|
|
ALTSS 2004 Program
Full courses will have four sessions of 1.5 hours each, usually
distributed in two days. Half courses will have two sessions of 1.5
hours each. The program is scheduled so that introductory courses run
in parallel with advanced courses.
Course Details Introductory Courses
- VoiceXML
Rolf Schwitter - Macquarie University, Sydney
[Course Notes]
This course provides an introduction to VoiceXML for telephony-based
spoken language dialog systems. VoiceXML is a markup language designed
for creating audio dialogs between a user and a machine. It uses
speech recognition and touch-tone for input and text-to-speech
synthesis and pre-recorded audio for output. Any telephone can be used
to access a VoiceXML application via a VoiceXML browser that is
running on a voice server. VoiceXML relies on other markup languages
for describing recognition grammars, speech synthesis, and call
control constructs. This entire suite of markup languages is known as
the W3C Speech Interface Framework. Apart from VoiceXML, we will
briefly touch on the main components of this framework and introduce a
number of freely available VoiceXML development tools so that the
students can start building their own VoiceXML applications by the end
of this course.
The course will cover the following topics:
- Background: Introduction to Spoken Language Dialog Systems;
- VoiceXML and the W3C Speech Interface Framework;
- VoiceXML:
- Dialogs, Forms, and Fields;
- Development Tools;
- Control Flow;
- Grammars;
- Scripting;
- Mixed Initiative.
Note that we will not focus in this course on the speech
recognition and speech synthesis process but we will discuss related
issues involved in building spoken language dialog systems such as
dialog and prompt design.
Bio Rolf Schwitter is a Senior Lecturer in the
Computing Department at Macquarie University and a member of the
Centre for Language Technology at Macquarie. Rolf received his
doctorate degree in Computational Linguistics from the University of
Zurich in 1998. Rolf's area of teaching includes Web Technology,
Spoken Language Dialog Systems as well as Advanced Topics in Natural
Language Processing. In the context of a Spoken Language Dialog
Systems unit, he recently gave introductory lectures to VoiceXML at
the University of Zurich, at the University of Stockholm, and at
Macquarie University. His research interests focuses on controlled
natural language processing, question-answering, knowledge
representation and automatic reasoning. Personal page (external
link)
[top]
- Speech Annotation with EMU
Steve Cassidy - Macquarie University, Sydney
This course will provide a general introduction to collecting,
annotating and working with speech data using the EMU Speech Database System and
related tools. The course assumes a general familiarity with speech
and the desire to make speech databases work in some context. No
particular knowledge of phonetics, prosody or other annotation system
is required.
The course will cover the following topics:
- Recording speech signals
- Making data available to EMU.
- Developing an annotation framework, writing a database template.
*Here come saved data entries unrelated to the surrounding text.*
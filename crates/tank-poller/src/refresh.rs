//! Scheduled background refresh
//!
//! One task per coordinator, ticking at the coordinator's interval. Failures
//! are logged and the next tick simply tries again; there is no backoff.

use std::sync::Arc;

use tokio::time::MissedTickBehavior;
use tracing::{debug, warn};

use crate::coordinator::PollingCoordinator;

/// Spawn the periodic refresh task for one coordinator.
///
/// The first tick is skipped: the host performs the initial refresh itself
/// before scheduling starts. Refreshes go through the same single-flight
/// path as direct callers.
pub fn spawn_refresh_task(coordinator: Arc<PollingCoordinator>) -> tokio::task::JoinHandle<()> {
    tokio::spawn(async move {
        let mut ticker = tokio::time::interval(coordinator.interval());
        ticker.set_missed_tick_behavior(MissedTickBehavior::Delay);
        ticker.tick().await;

        loop {
            ticker.tick().await;
            debug!(account = coordinator.account(), "scheduled refresh");
            if let Err(e) = coordinator.request_refresh().await {
                warn!(
                    account = coordinator.account(),
                    error = %e,
                    "scheduled refresh failed, will retry next interval"
                );
            }
        }
    })
}

#[cfg(test)]
mod tests {
    use super::*;
    use std::time::Duration;

    use portal_client::CallError;

    use crate::coordinator::tests::{FakePortal, PRIMARY, endpoints};

    fn coordinator(fake: &Arc<FakePortal>, interval: Duration) -> Arc<PollingCoordinator> {
        Arc::new(PollingCoordinator::new(fake.clone(), endpoints(false), interval))
    }

    #[tokio::test(start_paused = true)]
    async fn first_tick_is_skipped() {
        let fake = FakePortal::new(Duration::ZERO);
        let handle = spawn_refresh_task(coordinator(&fake, Duration::from_secs(60)));

        tokio::time::sleep(Duration::from_secs(30)).await;
        assert_eq!(fake.calls_to(PRIMARY), 0);

        handle.abort();
    }

    #[tokio::test(start_paused = true)]
    async fn refreshes_once_per_interval() {
        let fake = FakePortal::new(Duration::ZERO);
        let coordinator = coordinator(&fake, Duration::from_secs(60));
        let handle = spawn_refresh_task(coordinator.clone());

        tokio::time::sleep(Duration::from_secs(125)).await;

        assert_eq!(fake.calls_to(PRIMARY), 2);
        assert!(coordinator.get_snapshot().is_some());
        handle.abort();
    }

    #[tokio::test(start_paused = true)]
    async fn failures_do_not_stop_the_schedule() {
        let fake = FakePortal::new(Duration::ZERO);
        fake.set_fallback(
            PRIMARY,
            Err(CallError::Transport {
                endpoint: PRIMARY.into(),
                message: "connection refused".into(),
            }),
        );
        let coordinator = coordinator(&fake, Duration::from_secs(60));
        let handle = spawn_refresh_task(coordinator.clone());

        tokio::time::sleep(Duration::from_secs(185)).await;

        assert_eq!(fake.calls_to(PRIMARY), 3);
        assert!(coordinator.get_snapshot().is_none());
        assert_eq!(coordinator.status().last_error, Some("transport"));
        assert!(!handle.is_finished());
        handle.abort();
    }
}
- Automating annotation tasks.
- EMU signal processing tools.
- Querying your annotations.
- Strategies for data analysis with R and other tools.
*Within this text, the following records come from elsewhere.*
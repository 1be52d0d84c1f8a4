//! Tank Monitor
//!
//! Single-binary service that:
//! 1. Loads accounts from TOML, passwords from env vars or files
//! 2. Logs each account in once to validate its credentials
//! 3. Refreshes every account on a fixed interval
//! 4. Serves cached readings, on-demand refresh and reading submission over HTTP

mod api;
mod config;
mod error;
mod metrics;
mod registry;
#[cfg(test)]
mod test_support;

use std::sync::Arc;
use std::time::{Duration, Instant};

use anyhow::{Context, Result};
use portal_client::AuthenticatedSession;
use tokio::net::TcpListener;
use tokio::task::JoinHandle;
use tracing::{error, info, warn};
use tracing_subscriber::EnvFilter;
use tracing_subscriber::{layer::SubscriberExt, util::SubscriberInitExt};

use crate::api::AppState;
use crate::config::{AccountConfig, Config, PortalConfig};
use crate::registry::{Account, AccountRegistry};

/// How long in-flight HTTP requests get to finish after a shutdown signal.
const DRAIN_TIMEOUT: Duration = Duration::from_secs(10);

#[tokio::main]
async fn main() -> Result<()> {
    // Initialize tracing with JSON output and LOG_LEVEL / RUST_LOG support
    tracing_subscriber::registry()
        .with(
            EnvFilter::try_from_env("LOG_LEVEL")
                .or_else(|_| EnvFilter::try_from_default_env())
                .unwrap_or_else(|_| EnvFilter::new("info")),
        )
        .with(tracing_subscriber::fmt::layer().json())
        .init();

    info!("starting tank-monitor");

    // Install Prometheus metrics recorder before any metrics are emitted
    let prometheus_handle = metrics::install_recorder();

    // CLI: simple --config flag parsing
    let args: Vec<String> = std::env::args().collect();
    let cli_config_path = args
        .iter()
        .position(|a| a == "--config")
        .and_then(|i| args.get(i + 1))
        .map(|s| s.as_str());

    let config_path = Config::resolve_path(cli_config_path);
    info!(path = %config_path.display(), "loading configuration");

    let config = Config::load(&config_path)
        .with_context(|| format!("failed to load config from {}", config_path.display()))?;

    info!(
        listen_addr = %config.server.listen_addr,
        base_url = %config.portal.base_url,
        accounts = config.accounts.len(),
        refresh_interval_secs = config.portal.refresh_interval_secs,
        "configuration loaded"
    );

    let mut registry = AccountRegistry::new();
    for account_config in &config.accounts {
        let id = account_config.id();
        let account = connect_account(&id, account_config, &config.portal).await?;
        registry.insert(id, account);
    }
    if registry.is_empty() {
        return Err(error::Error::NoAccounts.into());
    }
    info!(accounts = registry.len(), "all accounts validated");
    let registry = Arc::new(registry);

    let mut tasks: Vec<JoinHandle<()>> = Vec::new();
    for (id, account) in registry.iter() {
        tasks.push(metrics::spawn_gauge_publisher(account.coordinator.clone()));

        if let Err(e) = account.coordinator.request_refresh().await {
            warn!(account = %id, error = %e, "first refresh failed, scheduled refreshes will retry");
        }
        tasks.push(tank_poller::spawn_refresh_task(account.coordinator.clone()));
    }

    let app_state = AppState {
        registry: registry.clone(),
        prometheus: prometheus_handle,
        started_at: Instant::now(),
    };
    let app = api::build_router(app_state, config.server.max_connections);

    let listen_addr = config.server.listen_addr;
    let listener = TcpListener::bind(listen_addr)
        .await
        .with_context(|| format!("failed to bind to {listen_addr}"))?;
    info!(addr = %listen_addr, "accepting requests");

    let (shutdown_tx, shutdown_rx) = tokio::sync::oneshot::channel::<()>();

    let server_handle = tokio::spawn(async move {
        axum::serve(listener, app)
            .with_graceful_shutdown(async {
                let _ = shutdown_rx.await;
            })
            .await
    });

    shutdown_signal().await;

    let _ = shutdown_tx.send(());

    // The drain timer starts at signal receipt, not at server start
    match tokio::time::timeout(DRAIN_TIMEOUT, server_handle).await {
        Ok(Ok(Ok(()))) => info!("all in-flight requests drained"),
        Ok(Ok(Err(e))) => error!(error = %e, "server error during shutdown"),
        Ok(Err(e)) => error!(error = %e, "server task panicked"),
        Err(_) => warn!(
            drain_timeout_secs = DRAIN_TIMEOUT.as_secs(),
            "drain timeout exceeded, forcing shutdown"
        ),
    }

    for task in &tasks {
        task.abort();
    }
    registry.close_all().await;

    info!("shutdown complete");
    Ok(())
}

/// Build an account and log it in once.
///
/// Credential-class failures surface only as a generic "invalid credentials"
/// error; the portal's payload goes to the log.
async fn connect_account(id: &str, config: &AccountConfig, portal: &PortalConfig) -> Result<Account> {
    let credential = config
        .credential()
        .with_context(|| format!("password for account {id} was not resolved"))?;
    let session = AuthenticatedSession::new(credential, portal.session_config())
        .with_context(|| format!("failed to create session for account {id}"))?;

    if let Err(e) = session.authenticate().await {
        if e.is_credential_failure() {
            error!(account = %id, error = %e, "credential validation failed");
            return Err(error::Error::InvalidCredentials(id.to_string()).into());
        }
        return Err(anyhow::Error::new(e).context(format!("could not reach the portal for account {id}")));
    }
    info!(account = %id, "credentials validated");

    Ok(Account::new(
        Arc::new(session),
        portal.endpoints(),
        portal.refresh_interval(),
    ))
}

/// Wait for SIGTERM or SIGINT for graceful shutdown.
async fn shutdown_signal() {
    let ctrl_c = async {
        if let Err(e) = tokio::signal::ctrl_c().await {
            error!(error = %e, "failed to listen for Ctrl+C");
            std::future::pending::<()>().await;
        }
    };

    #[cfg(unix)]
    let terminate = async {
        match tokio::signal::unix::signal(tokio::signal::unix::SignalKind::terminate()) {
            Ok(mut signal) => {
                signal.recv().await;
            }
            Err(e) => {
                error!(error = %e, "failed to install SIGTERM handler");
                std::future::pending::<()>().await;
            }
        }
    };

    #[cfg(not(unix))]
    let terminate = std::future::pending::<()>();

    tokio::select! {
        _ = ctrl_c => info!("received SIGINT, shutting down"),
        _ = terminate => info!("received SIGTERM, shutting down"),
    }
}
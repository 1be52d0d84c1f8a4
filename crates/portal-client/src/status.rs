//! HTTP status classification for portal responses
//!
//! The portal signals an expired session three different ways depending on
//! which layer noticed: 401 (bearer token), 403 (policy), and Laravel's 419
//! (anti-forgery token). All three mean "authenticate again".

/// Statuses that trigger a single re-authentication.
pub const REAUTH_STATUSES: &[u16] = &[401, 403, 419];

/// Laravel's "page expired" status, returned on anti-forgery mismatch.
pub const TOKEN_MISMATCH_STATUS: u16 = 419;

/// How `call()` should treat a response status.
#[derive(Debug, Clone, Copy, PartialEq, Eq)]
pub enum StatusClass {
    /// 2xx: inspect the body's success flag
    Success,
    /// Authentication context expired: re-authenticate once and retry
    AuthExpired,
    /// Any other status: surface as an API error
    Failed,
}

/// Classify a response status.
pub fn classify_status(status: u16) -> StatusClass {
    match status {
        200..=299 => StatusClass::Success,
        s if REAUTH_STATUSES.contains(&s) => StatusClass::AuthExpired,
        _ => StatusClass::Failed,
    }
}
- Building on EMU -- what to do when EMU doesn't work for you
Students will carry out practical work as part of the course which
will involve recording some data, annotating it from scratch and
performing some simple analysis. If you have your own data, please
bring it along on CDROM and we will try to help you work with it.
Bio Steve Cassidy is a Computer Scientist who has
worked in various areas relating to language and cognition over the
last 15 years. He completed a PhD in Wellington, New Zealand on
computer models of reading development and then moved to Macquarie
University, Sydney to work in the Speech Hearing and Language Research
Centre (SHLRC). At SHLRC he worked on applying statistical models to
acoustic phonetics problems and on the development of the EMU Speech
Database System. His work on EMU has led to an involvement with groups
in the US and Europe who are aiming to define standards for Linguistic
annotation. Steve is now working in the Computing department at
Macquarie where he is pursuing research in meeting room speech
processing and Linguistic annotation. Steve is currently a member of
the Executive of the Australian Speech Science and Technology
Association. Personal
page (external link)
[top]
- Grammar Formalisms
Ash Asudeh - University of Canterbury, Christchurch
[Course Notes]
This course is an introduction to three grammar formalisms developed in
theoretical linguistics that have clear applications to computational
linguistics and natural language processing. The formalisms considered are
Categorial Grammar (CG), Head-Driven Phrase Structure Grammar (HPSG), and
Lexical Functional Grammar (LFG). The course presupposes no background in
linguistic theory.
We will begin with an introduction to linguistics that gives students some
background on modern perspectives in theoretical linguistics, goals of the
field and resulting issues. The grammatical architectures of CG, HPSG, and
LFG will then be introduced in relation to this background. We will then
proceed to look at how these three theories address the following topics:
- Syntactic categories and basic combinatorics
- The role of the lexicon: heads, agreement, and complementation
- Modifiers
We will only have time to touch on each topic briefly. In each case we
will concentrate on understanding the intuitions that the formalisms seek
to capture, rather than details of analysis. The aim is to give students
enough background that they can confidently further explore the formalisms
on their own. The course will end with a quick demo of a grammar
engineering environment for large-scale grammar development.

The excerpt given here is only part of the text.